<<<<

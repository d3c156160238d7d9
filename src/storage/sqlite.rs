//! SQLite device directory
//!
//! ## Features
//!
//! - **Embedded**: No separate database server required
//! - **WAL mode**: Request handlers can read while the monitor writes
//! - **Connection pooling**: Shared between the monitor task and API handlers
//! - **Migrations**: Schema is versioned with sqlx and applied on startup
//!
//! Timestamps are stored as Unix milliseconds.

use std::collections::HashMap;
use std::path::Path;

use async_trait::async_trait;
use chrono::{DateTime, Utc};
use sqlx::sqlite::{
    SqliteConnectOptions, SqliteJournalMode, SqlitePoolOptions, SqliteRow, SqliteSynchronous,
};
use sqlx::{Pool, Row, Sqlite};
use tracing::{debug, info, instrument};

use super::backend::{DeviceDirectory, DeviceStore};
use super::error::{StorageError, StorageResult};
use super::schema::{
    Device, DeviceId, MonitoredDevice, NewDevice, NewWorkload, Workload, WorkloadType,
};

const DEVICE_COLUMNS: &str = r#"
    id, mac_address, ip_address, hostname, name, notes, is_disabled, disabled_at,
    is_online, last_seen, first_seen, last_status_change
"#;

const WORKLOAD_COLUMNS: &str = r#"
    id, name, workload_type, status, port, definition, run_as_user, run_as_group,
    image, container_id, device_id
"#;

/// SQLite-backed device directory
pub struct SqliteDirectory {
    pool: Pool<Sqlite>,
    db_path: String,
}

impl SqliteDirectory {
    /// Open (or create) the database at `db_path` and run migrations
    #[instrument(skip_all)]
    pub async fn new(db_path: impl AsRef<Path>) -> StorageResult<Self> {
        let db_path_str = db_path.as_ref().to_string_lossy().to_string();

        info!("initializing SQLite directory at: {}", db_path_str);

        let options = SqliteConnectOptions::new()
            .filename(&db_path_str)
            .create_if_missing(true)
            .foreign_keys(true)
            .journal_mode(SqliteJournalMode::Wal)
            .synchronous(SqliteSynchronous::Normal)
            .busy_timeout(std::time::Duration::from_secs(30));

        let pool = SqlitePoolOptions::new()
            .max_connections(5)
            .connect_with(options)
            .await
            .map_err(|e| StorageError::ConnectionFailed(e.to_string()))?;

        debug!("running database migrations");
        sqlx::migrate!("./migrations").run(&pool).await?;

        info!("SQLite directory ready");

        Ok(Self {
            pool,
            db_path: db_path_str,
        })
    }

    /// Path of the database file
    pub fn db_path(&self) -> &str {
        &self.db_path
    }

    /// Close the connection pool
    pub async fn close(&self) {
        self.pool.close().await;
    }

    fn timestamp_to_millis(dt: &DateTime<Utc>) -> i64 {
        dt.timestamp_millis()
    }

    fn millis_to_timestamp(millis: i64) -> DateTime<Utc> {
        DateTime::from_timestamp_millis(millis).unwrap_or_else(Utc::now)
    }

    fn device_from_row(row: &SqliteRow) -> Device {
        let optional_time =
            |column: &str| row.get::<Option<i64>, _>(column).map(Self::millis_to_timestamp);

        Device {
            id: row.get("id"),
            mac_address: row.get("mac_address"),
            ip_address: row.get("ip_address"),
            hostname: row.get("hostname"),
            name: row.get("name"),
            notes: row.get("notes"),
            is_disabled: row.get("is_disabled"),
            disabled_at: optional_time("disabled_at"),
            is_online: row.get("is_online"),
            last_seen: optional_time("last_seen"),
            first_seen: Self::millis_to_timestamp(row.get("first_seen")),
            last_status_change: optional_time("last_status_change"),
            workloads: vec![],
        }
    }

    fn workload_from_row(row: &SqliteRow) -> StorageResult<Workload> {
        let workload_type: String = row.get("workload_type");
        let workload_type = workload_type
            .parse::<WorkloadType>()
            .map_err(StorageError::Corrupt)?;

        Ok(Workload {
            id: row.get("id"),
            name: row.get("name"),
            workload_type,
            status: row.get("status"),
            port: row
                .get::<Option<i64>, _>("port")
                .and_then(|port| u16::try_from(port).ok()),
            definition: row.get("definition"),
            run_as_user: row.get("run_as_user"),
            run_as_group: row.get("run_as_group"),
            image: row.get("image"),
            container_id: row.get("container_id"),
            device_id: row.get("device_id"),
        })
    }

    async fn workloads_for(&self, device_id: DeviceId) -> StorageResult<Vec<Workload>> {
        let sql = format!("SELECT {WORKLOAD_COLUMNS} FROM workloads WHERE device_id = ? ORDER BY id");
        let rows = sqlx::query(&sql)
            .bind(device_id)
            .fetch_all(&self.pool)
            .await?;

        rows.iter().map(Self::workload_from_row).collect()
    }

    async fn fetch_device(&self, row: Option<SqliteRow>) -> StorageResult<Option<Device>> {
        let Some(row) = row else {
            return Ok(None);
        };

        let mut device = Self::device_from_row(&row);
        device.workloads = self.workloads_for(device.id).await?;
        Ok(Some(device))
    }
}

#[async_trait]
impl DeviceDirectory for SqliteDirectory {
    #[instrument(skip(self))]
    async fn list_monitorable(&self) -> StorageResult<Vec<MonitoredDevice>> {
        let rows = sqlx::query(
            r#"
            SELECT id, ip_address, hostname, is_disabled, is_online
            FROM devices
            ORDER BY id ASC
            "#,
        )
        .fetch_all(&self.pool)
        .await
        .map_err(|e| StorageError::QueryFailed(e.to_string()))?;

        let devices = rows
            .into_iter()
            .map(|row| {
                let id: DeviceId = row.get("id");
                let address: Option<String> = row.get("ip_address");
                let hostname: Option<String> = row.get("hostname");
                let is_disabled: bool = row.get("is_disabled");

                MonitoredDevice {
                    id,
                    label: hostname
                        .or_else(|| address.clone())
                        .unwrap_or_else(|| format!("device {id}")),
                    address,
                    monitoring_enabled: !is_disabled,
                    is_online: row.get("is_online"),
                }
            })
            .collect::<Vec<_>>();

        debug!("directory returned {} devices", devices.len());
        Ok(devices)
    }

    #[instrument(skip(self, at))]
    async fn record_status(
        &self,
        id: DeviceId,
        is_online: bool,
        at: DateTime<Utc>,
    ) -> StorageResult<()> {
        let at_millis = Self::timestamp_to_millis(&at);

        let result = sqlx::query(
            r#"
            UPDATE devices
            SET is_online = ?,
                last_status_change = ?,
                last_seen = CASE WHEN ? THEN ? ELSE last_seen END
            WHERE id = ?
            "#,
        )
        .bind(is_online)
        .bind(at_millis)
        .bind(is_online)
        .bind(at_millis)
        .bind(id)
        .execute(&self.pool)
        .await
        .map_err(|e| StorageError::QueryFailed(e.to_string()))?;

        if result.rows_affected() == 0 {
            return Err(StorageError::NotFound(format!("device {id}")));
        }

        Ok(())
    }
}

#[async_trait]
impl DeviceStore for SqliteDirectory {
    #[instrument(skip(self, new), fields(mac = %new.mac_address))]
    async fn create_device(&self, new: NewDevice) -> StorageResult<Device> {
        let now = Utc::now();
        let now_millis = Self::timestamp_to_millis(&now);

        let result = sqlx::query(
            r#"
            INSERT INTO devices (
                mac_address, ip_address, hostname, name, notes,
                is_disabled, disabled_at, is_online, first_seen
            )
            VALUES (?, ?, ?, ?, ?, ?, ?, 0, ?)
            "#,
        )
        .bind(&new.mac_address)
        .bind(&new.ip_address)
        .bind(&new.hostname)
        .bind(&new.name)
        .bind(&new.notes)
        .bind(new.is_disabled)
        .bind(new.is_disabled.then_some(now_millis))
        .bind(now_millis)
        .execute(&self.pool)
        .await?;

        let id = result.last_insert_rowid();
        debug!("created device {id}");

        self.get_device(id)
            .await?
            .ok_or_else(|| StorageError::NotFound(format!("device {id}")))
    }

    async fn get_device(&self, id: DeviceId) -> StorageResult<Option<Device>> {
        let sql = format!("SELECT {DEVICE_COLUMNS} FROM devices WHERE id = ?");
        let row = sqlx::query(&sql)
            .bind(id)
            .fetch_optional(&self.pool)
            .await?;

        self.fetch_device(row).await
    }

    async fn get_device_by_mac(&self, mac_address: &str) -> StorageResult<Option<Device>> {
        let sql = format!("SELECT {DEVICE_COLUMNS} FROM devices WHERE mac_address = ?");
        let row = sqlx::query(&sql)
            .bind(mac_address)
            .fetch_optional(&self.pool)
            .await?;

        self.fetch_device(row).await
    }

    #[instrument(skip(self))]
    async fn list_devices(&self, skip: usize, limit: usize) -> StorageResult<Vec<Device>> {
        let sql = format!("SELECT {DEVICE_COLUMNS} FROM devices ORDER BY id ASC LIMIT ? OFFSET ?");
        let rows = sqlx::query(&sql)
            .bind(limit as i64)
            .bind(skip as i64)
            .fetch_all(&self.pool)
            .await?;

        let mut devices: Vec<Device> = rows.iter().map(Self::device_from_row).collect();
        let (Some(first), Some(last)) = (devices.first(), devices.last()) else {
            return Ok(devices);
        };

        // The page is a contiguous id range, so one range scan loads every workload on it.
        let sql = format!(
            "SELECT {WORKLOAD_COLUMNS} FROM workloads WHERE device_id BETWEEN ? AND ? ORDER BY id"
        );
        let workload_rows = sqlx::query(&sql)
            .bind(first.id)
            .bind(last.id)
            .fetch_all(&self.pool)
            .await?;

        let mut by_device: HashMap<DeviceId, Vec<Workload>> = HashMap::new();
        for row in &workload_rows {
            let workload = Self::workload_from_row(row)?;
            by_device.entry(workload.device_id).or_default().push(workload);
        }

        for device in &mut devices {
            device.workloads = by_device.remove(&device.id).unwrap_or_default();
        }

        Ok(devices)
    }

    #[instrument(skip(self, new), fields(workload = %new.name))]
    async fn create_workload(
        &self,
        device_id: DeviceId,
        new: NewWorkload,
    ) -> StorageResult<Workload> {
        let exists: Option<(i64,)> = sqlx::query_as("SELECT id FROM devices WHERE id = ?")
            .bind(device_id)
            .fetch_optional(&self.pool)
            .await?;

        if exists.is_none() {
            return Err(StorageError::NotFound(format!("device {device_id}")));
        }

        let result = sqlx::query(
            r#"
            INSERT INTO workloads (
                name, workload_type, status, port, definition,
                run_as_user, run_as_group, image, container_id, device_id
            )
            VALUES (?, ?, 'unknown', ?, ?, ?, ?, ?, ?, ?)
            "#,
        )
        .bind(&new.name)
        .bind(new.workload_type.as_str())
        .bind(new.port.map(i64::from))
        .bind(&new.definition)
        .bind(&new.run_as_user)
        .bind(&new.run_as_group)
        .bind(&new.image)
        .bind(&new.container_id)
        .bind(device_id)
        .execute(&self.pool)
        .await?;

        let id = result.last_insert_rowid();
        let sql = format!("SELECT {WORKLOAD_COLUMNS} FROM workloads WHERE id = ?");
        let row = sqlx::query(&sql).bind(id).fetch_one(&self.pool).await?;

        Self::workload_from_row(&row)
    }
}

>>>>

# PROBLEM STATEMENT:
Which lines above include the word "handlers"? Return each one.

# RESPONSE:
//! - **WAL mode**: Request handlers can read while the monitor writes
//! - **Connection pooling**: Shared between the monitor task and API handlers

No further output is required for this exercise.